By his own account, Chamberlain was also involved in some less savory aspects of the Texas–Mexico border disputes. Most notably, he rode for a time with the infamous Glanton gang under the command of John Glanton, which was contracted by Mexican authorities to track and kill hostile Apaches following the war. The gang became notorious for taking scalps under highly questionable circumstances to claim the bounties, and its members were eventually declared outlaws by the Mexican government. Chamberlain's memoirs regarding this period are the only known primary source attesting to the existence of the Texian known as Judge Holden, Glanton's second-in-command. While Chamberlain and some others escaped, Glanton and a number of his gang were massacred by Yumas near what is now Yuma, Arizona, in April 1850.

Civil War

During the American Civil War, after being chief of staff to Brigadier General William W. Averell and Lieutenant Colonel of the 1st Massachusetts Cavalry Regiment, Chamberlain commanded Camp Parole at Annapolis, Maryland, for a time and also commanded the 5th Massachusetts Colored Cavalry, an all African-American unit, with the rank of colonel. He was wounded on six occasions during the war. On February 24, 1865, President Abraham Lincoln nominated Chamberlain for the award of the honorary grade of brevet brigadier general, U.S. Volunteers, to rank from February 24, 1865, and the U.S. Senate confirmed the award on March 3. Chamberlain was mustered out of the U.S. Volunteers on September 16, 1865.

Later life

After the war, Chamberlain was a warden of state prisons in Massachusetts and Connecticut. Settling in Massachusetts with his family, Chamberlain became well-known for his charming paintings, which consist largely of landscapes and battle scenes depicting the Mexican–American War. A large collection is held at the San Jacinto Museum of History.

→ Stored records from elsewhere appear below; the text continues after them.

impl AuthorizationRequest {
    pub fn validate(&self) -> Result<(), AuthorizationRequestError> {
        if uuid::Uuid::parse_str(&self.environment_uuid).is_err() {
            return Err(AuthorizationRequestError::EnvironmentUuid(
                self.environment_uuid.clone(),
            ));
        }
        if self.service_name.is_empty() {
            return Err(AuthorizationRequestError::MissingServiceName);
        }
        if !is_valid_application_name(&self.service_name) {
            return Err(AuthorizationRequestError::ServiceName(self.service_name.clone()));
        }
        if self.charm_url.is_empty() {
            return Err(AuthorizationRequestError::MissingCharmUrl);
        }
        if !is_valid_charm_url(&self.charm_url) {
            return Err(AuthorizationRequestError::CharmUrl(self.charm_url.clone()));
        }
        if self.plan_url.is_empty() {
            return Err(AuthorizationRequestError::MissingPlanUrl);
        }
        match (self.budget.is_empty(), self.limit.is_empty()) {
            (true, false) => Err(AuthorizationRequestError::MissingBudget),
            (false, true) => Err(AuthorizationRequestError::MissingLimit),
            _ => Ok(()),
        }
    }
}

#[cfg(test)]
mod tests {
    use super::*;
    use chrono::TimeZone;

    const LEGACY_REQUEST: &str = r#"{
        "env-uuid": "env-is-model",
        "charm-url": "some-charm",
        "service-name": "service-is-application",
        "plan-url": "some-plan",
        "budget": "some-budget",
        "limit": "some-limit"
    }"#;

    const MODERN_REQUEST: &str = r#"{
        "model-uuid": "env-is-model",
        "charm-url": "some-charm",
        "application": "service-is-application",
        "plan-url": "some-plan",
        "budget": "some-budget",
        "limit": "some-limit"
    }"#;

    #[test]
    fn authorization_request_legacy_and_modern_agree() {
        let legacy: AuthorizationRequest = decode(LEGACY_REQUEST.as_bytes()).expect("legacy");
        let modern: AuthorizationRequest = decode(MODERN_REQUEST.as_bytes()).expect("modern");
        assert_eq!(legacy, modern);
        assert_eq!(legacy.environment_uuid, "env-is-model");
        assert_eq!(legacy.service_name, "service-is-application");
        assert_eq!(legacy.budget, "some-budget");
    }

    #[test]
    fn names_can_be_mixed_per_field() {
        let raw = br#"{"env-uuid":"X","application":"Y","charm-url":"c"}"#;
        let req: AuthorizationRequest = decode(raw).unwrap();
        assert_eq!(req.environment_uuid, "X");
        assert_eq!(req.service_name, "Y");
    }

    #[test]
    fn legacy_wins_only_when_non_empty() {
        let raw = br#"{"env-uuid":"old","model-uuid":"new","service-name":"","application":"app"}"#;
        let req: AuthorizationRequest = decode(raw).unwrap();
        assert_eq!(req.environment_uuid, "old");
        assert_eq!(req.service_name, "app");

        let raw = br#"{"env-uuid":null,"model-uuid":"new"}"#;
        let req: AuthorizationRequest = decode(raw).unwrap();
        assert_eq!(req.environment_uuid, "new");
    }

    #[test]
    fn plain_serde_decode_is_compatible_too() {
        let req: AuthorizationRequest = serde_json::from_str(MODERN_REQUEST).unwrap();
        assert_eq!(req.environment_uuid, "env-is-model");
    }

    #[test]
    fn authorization_legacy_and_modern_agree() {
        let legacy = br#"{
            "authorization-id": "some-authorization",
            "user": "some-user",
            "plan": "some-plan",
            "env-uuid": "env-is-model",
            "charm-url": "some-charm",
            "service-name": "service-is-application",
            "created-on": "2016-08-06T12:34:56Z",
            "credentials-id": "some-creds"
        }"#;
        let modern = br#"{
            "authorization-id": "some-authorization",
            "user": "some-user",
            "plan": "some-plan",
            "model-uuid": "env-is-model",
            "charm-url": "some-charm",
            "application": "service-is-application",
            "created-on": "2016-08-06T12:34:56Z",
            "credentials-id": "some-creds"
        }"#;
        let a: Authorization = decode(legacy).unwrap();
        let b: Authorization = decode(modern).unwrap();
        assert_eq!(a, b);
        assert_eq!(
            a.created_on,
            Some(Utc.with_ymd_and_hms(2016, 8, 6, 12, 34, 56).unwrap())
        );
        assert_eq!(a.credentials_id, "some-creds");
    }

    #[test]
    fn authorization_query_legacy_and_modern_agree() {
        let legacy = br#"{"authorization-id":"a","user":"u","plan":"p","env-uuid":"m","charm-url":"c","service-name":"s"}"#;
        let modern = br#"{"authorization-id":"a","user":"u","plan":"p","model-uuid":"m","charm-url":"c","application":"s"}"#;
        let a: AuthorizationQuery = decode(legacy).unwrap();
        let b: AuthorizationQuery = decode(modern).unwrap();
        assert_eq!(a, b);
        assert_eq!(a.environment_uuid, "m");
        assert_eq!(a.service_name, "s");
    }

    #[test]
    fn reseller_records_reconcile() {
        let legacy = br#"{"reseller":"r","user":"u","env-uuid":"m","service-name":"s","plan-url":"p"}"#;
        let modern = br#"{"reseller":"r","user":"u","model-uuid":"m","application":"s","plan-url":"p"}"#;
        let a: ResellerAuthorizationRequest = decode(legacy).unwrap();
        let b: ResellerAuthorizationRequest = decode(modern).unwrap();
        assert_eq!(a, b);

        let auth: ResellerAuthorization =
            decode(br#"{"authorization-id":"id","model-uuid":"m","application":"s"}"#).unwrap();
        assert_eq!(auth.environment_uuid, "m");
        assert_eq!(auth.service_name, "s");
    }

    #[test]
    fn structural_errors_are_not_hidden() {
        assert!(decode::<AuthorizationRequest>(b"{not json").is_err());
        assert!(decode::<AuthorizationRequest>(b"[]").is_err());
        // wrong type in a plain field
        assert!(decode::<AuthorizationRequest>(br#"{"budget": 10}"#).is_err());
        // wrong type in a renamed field, under either name
        assert!(decode::<AuthorizationRequest>(br#"{"env-uuid": 1}"#).is_err());
        assert!(decode::<AuthorizationRequest>(br#"{"application": true}"#).is_err());
        assert!(decode::<Authorization>(br#"{"created-on": "yesterday"}"#).is_err());
    }

    #[test]
    fn records_carry_their_rename_tables() {
        assert_eq!(AuthorizationRequest::RENAMES, AUTHORIZATION_RENAMES);
        assert_eq!(Authorization::RENAMES, AUTHORIZATION_RENAMES);
        assert_eq!(AuthorizationQuery::RENAMES, AUTHORIZATION_RENAMES);
        assert_eq!(ResellerAuthorizationRequest::RENAMES, AUTHORIZATION_RENAMES);
        assert_eq!(ResellerAuthorization::RENAMES, AUTHORIZATION_RENAMES);
    }

    #[test]
    fn reconcile_applies_any_table() {
        let table = [RenamedField {
            legacy: "old-name",
            modern: "new-name",
        }];
        let object = match serde_json::json!({"new-name": "v", "env-uuid": "untouched"}) {
            Value::Object(object) => object,
            _ => unreachable!(),
        };
        let reconciled = reconcile(object, &table).unwrap();
        assert_eq!(reconciled["old-name"], "v");
        assert!(reconciled.get("new-name").is_none());
        assert_eq!(reconciled["env-uuid"], "untouched");
    }

    #[test]
    fn unknown_fields_are_ignored() {
        let raw = br#"{"model-uuid":"m","added-in-v3":{"x":1}}"#;
        let req: AuthorizationRequest = decode(raw).unwrap();
        assert_eq!(req.environment_uuid, "m");
    }

    #[test]
    fn encoding_uses_legacy_names_and_decodes_back() {
        let req: AuthorizationRequest = decode(MODERN_REQUEST.as_bytes()).unwrap();
        let encoded = serde_json::to_vec(&req).unwrap();
        let value: Value = serde_json::from_slice(&encoded).unwrap();
        assert_eq!(value["env-uuid"], "env-is-model");
        assert_eq!(value["service-name"], "service-is-application");
        assert!(value.get("model-uuid").is_none());

        let again: AuthorizationRequest = decode(&encoded).unwrap();
        assert_eq!(again, req);
    }

    #[test]
    fn validate_authorization_request() {
        let mut req = AuthorizationRequest {
            environment_uuid: uuid::Uuid::new_v4().to_string(),
            charm_url: "cs:~testisv/app-1".to_string(),
            service_name: "app".to_string(),
            plan_url: "testisv/default".to_string(),
            budget: String::new(),
            limit: String::new(),
        };
        assert_eq!(req.validate(), Ok(()));

        req.budget = "personal".to_string();
        assert_eq!(req.validate(), Err(AuthorizationRequestError::MissingLimit));
        req.limit = "10".to_string();
        assert_eq!(req.validate(), Ok(()));

        req.charm_url = "some-charm".to_string();
        assert_eq!(
            req.validate(),
            Err(AuthorizationRequestError::CharmUrl("some-charm".to_string()))
        );
        assert_eq!(
            req.validate().unwrap_err().to_string(),
            r#"invalid charm url: "some-charm""#
        );
        req.charm_url = String::new();
        assert_eq!(req.validate(), Err(AuthorizationRequestError::MissingCharmUrl));
        req.charm_url = "cs:~testisv/trusty/app-1".to_string();
        assert_eq!(req.validate(), Ok(()));

        req.service_name = "App_1".to_string();
        assert!(matches!(req.validate(), Err(AuthorizationRequestError::ServiceName(_))));

        req.environment_uuid = "env-is-model".to_string();
        assert!(matches!(req.validate(), Err(AuthorizationRequestError::EnvironmentUuid(_))));
    }
}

Chamberlain also authored and illustrated a harrowing autobiographical account of his travels during the 1840s, especially his service in the Mexican–American War and his adventures with the Glanton gang, entitled My Confession: The Recollections of a Rogue, which he wrote between 1855 and 1861. Though many of its stories are exaggerated in the romantic literary style popular at the time, research has corroborated most of them as true. Noted for its authentic descriptions of the experiences of the typical American soldier during the Mexican–American War, Chamberlain's account continues to serve as a valuable primary source text for historians studying the war and the era as a whole. The account also served as the basis for author Cormac McCarthy's 1985 novel Blood Meridian; the novel's protagonist, known only as "the kid", is said to be loosely based on Chamberlain.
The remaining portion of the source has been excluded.